Aaron Sanchez is currently cementing his long-term place in the club's rotation. Drew Hutchison and, once he's back to full health, Marcus Stroman seem to have already done so. Norris could be another in a great stable of young, cheap rotation options, but so could Roberto Osuna, who is pitching so well with his starter's arsenal in the Jays' bullpen. So, too, could last year's ninth overall draft pick, Jeff Hoffman, whose progress returning from the Tommy John surgery he had in May of 2014 has been nothing but positive, and who many believe could have gone first overall had he been healthy.

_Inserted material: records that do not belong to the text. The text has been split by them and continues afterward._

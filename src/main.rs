use anyhow::Result;
use chrono::Local;
use clap::{Parser, Subcommand};
use tracing::{info, warn};
use tracing_subscriber::{layer::SubscriberExt, util::SubscriberInitExt};

use fbstream::{
    commands::{self, Clock},
    config::Config,
    models::{FixtureFilters, StatusFilter},
    services::{FixtureDirectory, LoadState},
    sources::FallbackChain,
    streaming::{AuthTokenGenerator, ClientProfile, StreamResolver},
    utils::time::parse_time_offset,
};

#[derive(Parser)]
#[command(name = "fbstream")]
#[command(version)]
#[command(about = "Live football fixtures with provider stream resolution")]
#[command(long_about = None)]
struct Cli {
    /// Configuration file path
    #[arg(short, long, default_value = "fbstream.toml")]
    config: String,

    /// Log level
    #[arg(short = 'v', long, default_value = "info")]
    log_level: String,

    /// Pretend the clock is shifted, e.g. "+2h" or "-30m"
    #[arg(long, value_name = "OFFSET", allow_hyphen_values = true)]
    shift: Option<String>,

    #[command(subcommand)]
    command: Command,
}

#[derive(Subcommand)]
enum Command {
    /// List fixtures
    List {
        /// League name, or "all"
        #[arg(short, long, default_value = "")]
        league: String,

        /// all, live, upcoming or finished
        #[arg(short, long, default_value = "all")]
        status: StatusFilter,

        /// Case-insensitive match on team or league names
        #[arg(short = 'q', long, default_value = "")]
        search: String,

        /// Only fixtures in the live band
        #[arg(long)]
        live: bool,

        /// Keep reprinting the list on the summary tick
        #[arg(short, long)]
        follow: bool,
    },
    /// Show one fixture
    Show { id: String },
    /// Print the playable URL for every stream of a fixture
    Resolve {
        id: String,

        /// Client user agent used for Apple detection
        #[arg(long)]
        user_agent: Option<String>,

        /// Force the Apple-like flag instead of detecting it
        #[arg(long)]
        apple_like: Option<bool>,
    },
    /// Count down, then play the default stream on a logging engine
    Watch {
        id: String,

        /// Stop after this many seconds
        #[arg(long, default_value_t = 60)]
        seconds: u64,

        #[arg(long)]
        user_agent: Option<String>,
    },
}

#[tokio::main]
async fn main() -> Result<()> {
    let cli = Cli::parse();

    tracing_subscriber::registry()
        .with(
            tracing_subscriber::EnvFilter::try_from_default_env()
                .unwrap_or_else(|_| format!("fbstream={}", cli.log_level).into()),
        )
        .with(tracing_subscriber::fmt::layer())
        .init();

    info!("Starting fbstream v{}", env!("CARGO_PKG_VERSION"));

    let config = Config::load_from_file(&cli.config)?;
    info!("Configuration loaded from: {}", cli.config);

    let clock = match cli.shift.as_deref() {
        Some(offset) => Clock::shifted_by_seconds(
            parse_time_offset(offset).map_err(|e| anyhow::anyhow!("--shift: {e}"))?,
        ),
        None => Clock::default(),
    };

    let directory = FixtureDirectory::new(FallbackChain::from_config(&config.source)?);
    match directory.refresh().await {
        LoadState::Ready {
            source_name,
            is_placeholder,
            stale,
        } => {
            info!("Fixtures loaded from {}", source_name);
            if is_placeholder {
                println!("Showing sample fixtures; live data is unavailable.");
            }
            if stale {
                warn!("Fixture list is stale");
            }
        }
        LoadState::Failed { message } => {
            println!("Failed to load matches. Please try again later.");
            anyhow::bail!(message);
        }
        other => warn!("Unexpected directory state after refresh: {:?}", other),
    }

    let now_ms = clock.now_ms();
    match cli.command {
        Command::List {
            league,
            status,
            search,
            live,
            follow,
        } => {
            let filters = FixtureFilters {
                league,
                status,
                search,
            };
            if follow {
                commands::follow_list(
                    &directory,
                    &filters,
                    live,
                    clock,
                    &Local,
                    config.schedule.summary_tick,
                )
                .await;
            } else {
                for line in commands::list_lines(&directory, &filters, live, now_ms, &Local).await
                {
                    println!("{line}");
                }
            }
        }
        Command::Show { id } => {
            let fixture = commands::find_fixture(&directory, &id).await?;
            for line in commands::show_lines(&fixture, now_ms, &Local) {
                println!("{line}");
            }
        }
        Command::Resolve {
            id,
            user_agent,
            apple_like,
        } => {
            let fixture = commands::find_fixture(&directory, &id).await?;
            let client = ClientProfile::from_user_agent(
                user_agent.unwrap_or_else(|| config.source.user_agent.clone()),
            );
            let flag = apple_like.unwrap_or_else(|| client.is_apple_like());
            let token = AuthTokenGenerator::from_config(&config.token)?.generate();
            let resolver = StreamResolver::new(token, flag);
            for line in commands::resolve_lines(&fixture, &resolver) {
                println!("{line}");
            }
        }
        Command::Watch {
            id,
            seconds,
            user_agent,
        } => {
            let fixture = commands::find_fixture(&directory, &id).await?;
            let client = ClientProfile::from_user_agent(
                user_agent.unwrap_or_else(|| config.source.user_agent.clone()),
            );
            commands::watch(&config, &fixture, client, seconds, clock).await?;
        }
    }

    Ok(())
}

Moving any of these guys could net the Jays a huge return, but with Norris not currently helping the big league club, and not quite carrying the upside that Hoffman has, he seems the logical choice. If the Jays are willing to do it, that is.

Thinking about the Cardinals' end of the Rasmus deal worked out, and how it could be used as a template for trading a prospect like Norris to address several needs at once, certainly has to be tempting for a Jays team with a lot of good parts, and the division wide open ahead of them. Maybe they can get creative, find a trade partner, and get everything they want—a chance to make what's been an awfully thin margin for error, that too often this season they've found themselves on the wrong side of, just a little bit thicker.

It's not like Anthopoulos hasn't seen it done firsthand before.